|Year : 2013 | Volume
| Issue : 4 | Page : 87-91
Application of case discussions to improve anatomy learning in Syria
Mohammad Ayman Sabbagh
Department of Anatomy, Al Baath University, Hama, Syria
|Date of Web Publication||25-Oct-2013|
Mohammad Ayman Sabbagh
Department of Anatomy, Faculty of Medicine II, Al Baath University, Hama
Source of Support: None, Conflict of Interest: None
| Abstract|| |
Aims: Designing a new approach for learning gross anatomy to improve students' motivation to study anatomy and to enable them to learn independently through case discussion. Materials and Methods: The study included newly registered students in the first academic year. The total number of students was 165, who were divided by alphabetical order into 15 groups of 11 students. Each group was led by one faculty member and each faculty member lead 3 groups. Each group met twice a week for 2 weeks to discuss one case related to the upper limb anatomy. Students took pre- and posttests and completed an opinion questionnaire about the case discussions. Results: The pretest score shows that 20% of the students received grades of 60% or above and that 80% received grades less than 60%. The posttest showed that 45% of the students received grades of 60% or above and that 55% received grades less than 60%. There was a significant difference between the pre- and posttest for grades <60% (P = 0.0000) and less significant for grades >60% (P = 0.0023). In addition, 17% of students achieved the same results (less than 60%) in both the pre- and posttests. The questionnaire revealed that all students stated that the discussion method was useful in their learning process, helped them to increase their motivation to study anatomy (85%), know the usefulness of studying anatomy (84%), and understand the problems (91%). Conclusions: The implementation of the case discussion in teaching anatomy can increase the students' understanding and motivate them to learn.

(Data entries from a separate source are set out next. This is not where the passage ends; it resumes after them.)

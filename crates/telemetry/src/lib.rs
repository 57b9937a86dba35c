use tracing_subscriber::{fmt, EnvFilter};

pub mod logging;

pub use logging::{init_structured_logging, init_with_service, LogConfig, LogFormat};

/// Legacy init function for backwards compatibility
pub fn init() {
    let filter = EnvFilter::try_from_default_env().unwrap_or_else(|_| EnvFilter::new("info"));
    fmt().with_env_filter(filter).init();
}
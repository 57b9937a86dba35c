pub mod validation;

pub const VERSION: &str = env!("CARGO_PKG_VERSION");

Keywords: Anatomy learning, anatomy teaching, case discussion, medical students, problem-assisted learning, problem-based learning
|How to cite this article:|
Sabbagh MA. Application of case discussions to improve anatomy learning in Syria. Avicenna J Med 2013;3:87-91
| Introduction|| |
Gross anatomy has become "integrated anatomy". The traditional dissection labs and chalkboard illustrations are giving way to robotic simulators, plasticized specimens, and computer imaging.  Some medical schools decided to create an integrated basic science program where students will learn anatomy, physiology, and histology in one course with the theme of "Human Structure and Function", which is taught by both anatomists and clinicians. ,,,,,,,,,,,,,
Students at Al-Baath University in Syria join medical school directly from high school. The medical curriculum is a traditional teaching model designed for a large group of students. Gross anatomy is presented in the 1 st year of the curriculum and consists of didactic lectures and hands-on dissection labs. The teaching style is mostly teacher-centered, where knowledge is transmitted from professor to students. Therefore, the students passively receive information, which is usually delivered in Arabic. Since the gross anatomy course requires much memorization and is limited to didactic coursework, the students may fail to appreciate the relevance between gross anatomy and other subjects. Consequently, during their clinical attachment years, it is difficult for them to implement their anatomical knowledge in solving clinical problems.

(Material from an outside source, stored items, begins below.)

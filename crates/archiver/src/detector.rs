//! Segment Detector (C4): periodically scans each session's output
//! directory, classifies segments as complete, and submits them to the
//! upload pipeline exactly once (I2).
//!
//! The writer is opaque; there is no "segment closed" signal. "Not the
//! last file, plus idle >= 10s" is a conservative stand-in (see
//! DESIGN.md "settle sleep / idle gate").

use crate::metrics;
use crate::model::{CaptureSession, UploadTask};
use crate::upload_pipeline::UploadQueue;
use std::path::PathBuf;
use std::time::{Duration, SystemTime};
use tracing::info;

/// A file must have been untouched for at least this long before the
/// detector treats it as complete.
const IDLE_GATE: Duration = Duration::from_secs(10);

/// List `segment_*.<ext>` files in `output_dir`, sorted lexicographically —
/// which is temporal order given the zero-padded `%03d` index.
pub async fn list_segments(output_dir: &std::path::Path, extension: &str) -> std::io::Result<Vec<PathBuf>> {
    let mut entries = Vec::new();
    let mut read_dir = match tokio::fs::read_dir(output_dir).await {
        Ok(rd) => rd,
        Err(e) if e.kind() == std::io::ErrorKind::NotFound => return Ok(entries),
        Err(e) => return Err(e),
    };

    while let Some(entry) = read_dir.next_entry().await? {
        let path = entry.path();
        let Some(name) = path.file_name().and_then(|n| n.to_str()) else {
            continue;
        };
        if name.starts_with("segment_") && name.ends_with(&format!(".{extension}")) {
            entries.push(path);
        }
    }
    entries.sort();
    Ok(entries)
}

/// Scan one session's output directory, dispatching every completed
/// segment exactly once. Mutates `session.dispatched` (owned exclusively by
/// this component per spec §5 shared-resource policy).
pub async fn scan_session(session: &mut CaptureSession, extension: &str, queue: &UploadQueue) {
    let segments = match list_segments(&session.output_dir, extension).await {
        Ok(s) => s,
        Err(e) => {
            tracing::warn!(stream = %session.stream, error = %e, "failed to list segments");
            return;
        }
    };

    if segments.len() <= 2 {
        // Last file is always assumed still being written; with <= 2
        // files there is nothing yet provably complete.
        return;
    }

    // Every file except the last is a candidate.
    for path in &segments[..segments.len() - 1] {
        dispatch_if_eligible(session, path, queue, true).await;
    }
}

/// Session-termination tail (spec §4.4): enqueue every remaining file
/// unconditionally, including what was previously held back, because no
/// further writes will occur.
pub async fn termination_tail(session: &mut CaptureSession, extension: &str, queue: &UploadQueue) {
    let segments = match list_segments(&session.output_dir, extension).await {
        Ok(s) => s,
        Err(e) => {
            tracing::warn!(stream = %session.stream, error = %e, "failed to list segments for termination tail");
            return;
        }
    };

    for path in &segments {
        dispatch_if_eligible(session, path, queue, false).await;
    }
}

async fn dispatch_if_eligible(
    session: &mut CaptureSession,
    path: &std::path::Path,
    queue: &UploadQueue,
    require_idle: bool,
) {
    let Some(filename) = path.file_name().and_then(|n| n.to_str()) else {
        return;
    };
    if session.dispatched.contains(filename) {
        return;
    }

    if require_idle {
        let idle = match tokio::fs::metadata(path).await.and_then(|m| m.modified()) {
            Ok(modified) => SystemTime::now()
                .duration_since(modified)
                .unwrap_or(Duration::ZERO),
            Err(_) => return,
        };
        if idle < IDLE_GATE {
            return;
        }
    }

    // I2: insert into `dispatched` before the task enters the queue.
    session.dispatched.insert(filename.to_string());
    info!(stream = %session.stream, session_id = %session.session_id, %filename, "segment complete, dispatching");
    metrics::SEGMENTS_DISPATCHED_TOTAL.inc();

    let task = UploadTask::new(path.to_path_buf(), session.stream.clone(), session.session_id.clone());
    queue.push(task).await;
}

#[cfg(test)]
mod tests {
    use super::*;
    use std::fs;
    use std::time::{Duration as StdDuration, SystemTime};
    use tokio::process::Command;

    async fn fake_session(dir: &std::path::Path) -> CaptureSession {
        // A session needs a live child handle; spawn `sleep` as a stand-in
        // opaque process since this system never inspects the child beyond
        // liveness and PID.
        let child = Command::new("sleep")
            .arg("5")
            .stdin(std::process::Stdio::piped())
            .stdout(std::process::Stdio::null())
            .stderr(std::process::Stdio::null())
            .spawn()
            .expect("spawn sleep");
        CaptureSession {
            stream: "cam1".into(),
            session_id: "20260101_000000".into(),
            started_at: chrono::Utc::now(),
            output_dir: dir.to_path_buf(),
            pid: child.id(),
            child,
            dispatched: Default::default(),
        }
    }

    fn touch_old(path: &std::path::Path) {
        fs::write(path, b"data").unwrap();
        let old = SystemTime::now() - StdDuration::from_secs(30);
        let old = filetime::FileTime::from_system_time(old);
        filetime::set_file_mtime(path, old).unwrap();
    }

    #[tokio::test]
    async fn holds_back_when_two_or_fewer_segments() {
        let dir = tempfile::tempdir().unwrap();
        touch_old(&dir.path().join("segment_000.mp4"));
        touch_old(&dir.path().join("segment_001.mp4"));
        let mut session = fake_session(dir.path()).await;
        let queue = UploadQueue::new();

        scan_session(&mut session, "mp4", &queue).await;

        assert!(session.dispatched.is_empty());
        assert!(queue.is_empty());
    }

    #[tokio::test]
    async fn dispatches_completed_non_last_segments_once() {
        let dir = tempfile::tempdir().unwrap();
        touch_old(&dir.path().join("segment_000.mp4"));
        touch_old(&dir.path().join("segment_001.mp4"));
        touch_old(&dir.path().join("segment_002.mp4"));
        let mut session = fake_session(dir.path()).await;
        let queue = UploadQueue::new();

        scan_session(&mut session, "mp4", &queue).await;
        assert_eq!(session.dispatched.len(), 2);
        assert_eq!(queue.len(), 2);

        // A second tick must not re-dispatch (I2).
        scan_session(&mut session, "mp4", &queue).await;
        assert_eq!(session.dispatched.len(), 2);
        assert_eq!(queue.len(), 2);
    }

    #[tokio::test]
    async fn termination_tail_dispatches_last_file_too() {
        let dir = tempfile::tempdir().unwrap();
        touch_old(&dir.path().join("segment_000.mp4"));
        let mut session = fake_session(dir.path()).await;
        let queue = UploadQueue::new();

        termination_tail(&mut session, "mp4", &queue).await;

        assert_eq!(session.dispatched.len(), 1);
        assert_eq!(queue.len(), 1);
    }
}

The main objective of this study is to determine if small group case discussions related to upper limb anatomy will improve learning outcomes and increase students' motivation to study anatomy.
| Materials and Methods|| |
All students who took the Gross Anatomy course during the 2012-2013 academic year were required to participate in this project. The study included newly registered students in the first academic year. The total number of students was 165, and they were divided by alphabetical order into 15 groups of 11 students. Each group was led by one faculty member and each faculty member led three groups, so that there were at least five different leaders for the 15 groups. The role of the leaders during the case discussions was to serve as the domain expert and to facilitate the discussions. The leaders were supervised by the course instructor, and met with the instructor twice a week for 30 min before each group meeting. The students were rewarded for their participation in the case discussion process by including the score of the posttest as part of their final mark of the midterm assessment.

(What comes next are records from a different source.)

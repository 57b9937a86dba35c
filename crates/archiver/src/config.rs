use anyhow::{anyhow, Result};
use common::validation::validate_uri;
use std::env;
use std::path::PathBuf;
use std::time::Duration;

/// Process-wide configuration, loaded once from the environment at startup.
#[derive(Debug, Clone)]
pub struct Config {
    /// Upstream streaming server, e.g. `http://mediamtx:9997`.
    pub upstream_api_base: String,
    /// RTSP base the capture child reads from, e.g. `rtsp://mediamtx:8554`.
    pub upstream_rtsp_base: String,
    /// Reconciler poll ticker.
    pub poll_interval: Duration,
    /// Segment-detector scan ticker.
    pub scan_interval: Duration,

    pub s3_endpoint: String,
    pub s3_region: String,
    pub s3_access_key: String,
    pub s3_secret_key: String,
    pub s3_bucket: String,

    pub concurrency_cap: usize,
    pub segment_duration: Duration,
    pub output_extension: String,
    pub recordings_root: PathBuf,
    pub upload_workers: usize,
}

impl Config {
    /// Load configuration from the environment. Fails if the object-store
    /// endpoint or credentials are missing — startup must abort rather than
    /// run with a client that can never archive anything.
    pub fn from_env() -> Result<Self> {
        let s3_endpoint = require_env("S3_ENDPOINT_URL")?;
        let s3_access_key = require_env("S3_ACCESS_KEY_ID")?;
        let s3_secret_key = require_env("S3_SECRET_ACCESS_KEY")?;
        validate_uri(&s3_endpoint, "S3_ENDPOINT_URL")?;

        let upstream_api_base = env_string("MEDIAMTX_API_URL", "http://mediamtx:9997");
        let upstream_rtsp_base = env_string("MEDIAMTX_RTSP_URL", "rtsp://mediamtx:8554");
        validate_uri(&upstream_api_base, "MEDIAMTX_API_URL")?;
        validate_uri(&upstream_rtsp_base, "MEDIAMTX_RTSP_URL")?;

        Ok(Self {
            upstream_api_base,
            upstream_rtsp_base,
            poll_interval: Duration::from_secs(env_u64("POLLING_INTERVAL", 10)),
            scan_interval: Duration::from_secs(env_u64("SCAN_INTERVAL", 30)),

            s3_endpoint,
            s3_region: env_string("S3_REGION", "us-east-1"),
            s3_access_key,
            s3_secret_key,
            s3_bucket: env_string("S3_BUCKET_NAME", "vod"),

            concurrency_cap: env_u64("MAX_CONCURRENT_RECORDINGS", 10) as usize,
            segment_duration: Duration::from_secs(env_u64("SEGMENT_DURATION", 60)),
            output_extension: env_string("OUTPUT_FORMAT", "mp4"),
            recordings_root: PathBuf::from(env_string("RECORDINGS_DIR", "./recordings")),
            upload_workers: env_u64("UPLOAD_WORKERS", 3) as usize,
        })
    }
}

fn require_env(key: &str) -> Result<String> {
    env::var(key).map_err(|_| anyhow!("missing required configuration: {key}"))
}

fn env_string(key: &str, default: &str) -> String {
    env::var(key).unwrap_or_else(|_| default.to_string())
}

fn env_u64(key: &str, default: u64) -> u64 {
    env::var(key)
        .ok()
        .and_then(|v| v.parse().ok())
        .unwrap_or(default)
}

#[cfg(test)]
mod tests {
    use super::*;
    use std::sync::Mutex;

    static ENV_LOCK: Mutex<()> = Mutex::new(());

    fn clear_s3_env() {
        for k in ["S3_ENDPOINT_URL", "S3_ACCESS_KEY_ID", "S3_SECRET_ACCESS_KEY"] {
            env::remove_var(k);
        }
    }

    #[test]
    fn missing_credentials_abort_startup() {
        let _guard = ENV_LOCK.lock().unwrap_or_else(|e| e.into_inner());
        clear_s3_env();
        assert!(Config::from_env().is_err());
    }

    #[test]
    fn defaults_applied_when_optional_vars_absent() {
        let _guard = ENV_LOCK.lock().unwrap_or_else(|e| e.into_inner());
        clear_s3_env();
        env::set_var("S3_ENDPOINT_URL", "http://localhost:9000");
        env::set_var("S3_ACCESS_KEY_ID", "key");
        env::set_var("S3_SECRET_ACCESS_KEY", "secret");
        env::remove_var("MAX_CONCURRENT_RECORDINGS");

        let cfg = Config::from_env().unwrap();
        assert_eq!(cfg.concurrency_cap, 10);
        assert_eq!(cfg.segment_duration, Duration::from_secs(60));
        assert_eq!(cfg.output_extension, "mp4");

        clear_s3_env();
    }
}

Prior to participation in the case discussions, students completed their study on the anatomy of the upper limb in the traditional mode, which included 3 h of didactic lectures and 3 h of dissection lab sessions every week for a period of 6 weeks. Students took a pretest before participating in the case discussions. The process of case study in problem-based learning (PBL) mode was discussed with students. Students in each group had to discuss two different clinical cases. The groups met twice a week for 2 h each. Each case was discussed in a total of four sessions. There were a total of eight sessions held over a 4-week period. Over four sessions spent discussing each case, the student was asked to use a systematic procedure to analyze the problem, formulate learning objectives, and to collect additional information. The seven steps method of Schmidt  was used for this process with slight modification [Table 1]. The specific aims of this method are to foster learning by activating the prior knowledge on the topics to learn, connecting the learning to specific problem situations that might occur in practice, and making the students elaborate on the material that they have learned. Each of the two clinical cases related to the upper limb anatomy contained a patient complaint, past history, and physical examination results. Cases were taken from clinically oriented anatomy  with slight modification and translation into Arabic.
The content of the pre- and posttest consisted of a series of 20 multiple choice questions (MCQs). Each included a clinical vignette and five answer options. At the conclusion of the 4-week case discussion sessions, the students also completed a questionnaire about their opinion of the case study learning process. The questionnaire was in the Likert scale format as strongly agree, agree, no opinion, disagree, and strongly disagree.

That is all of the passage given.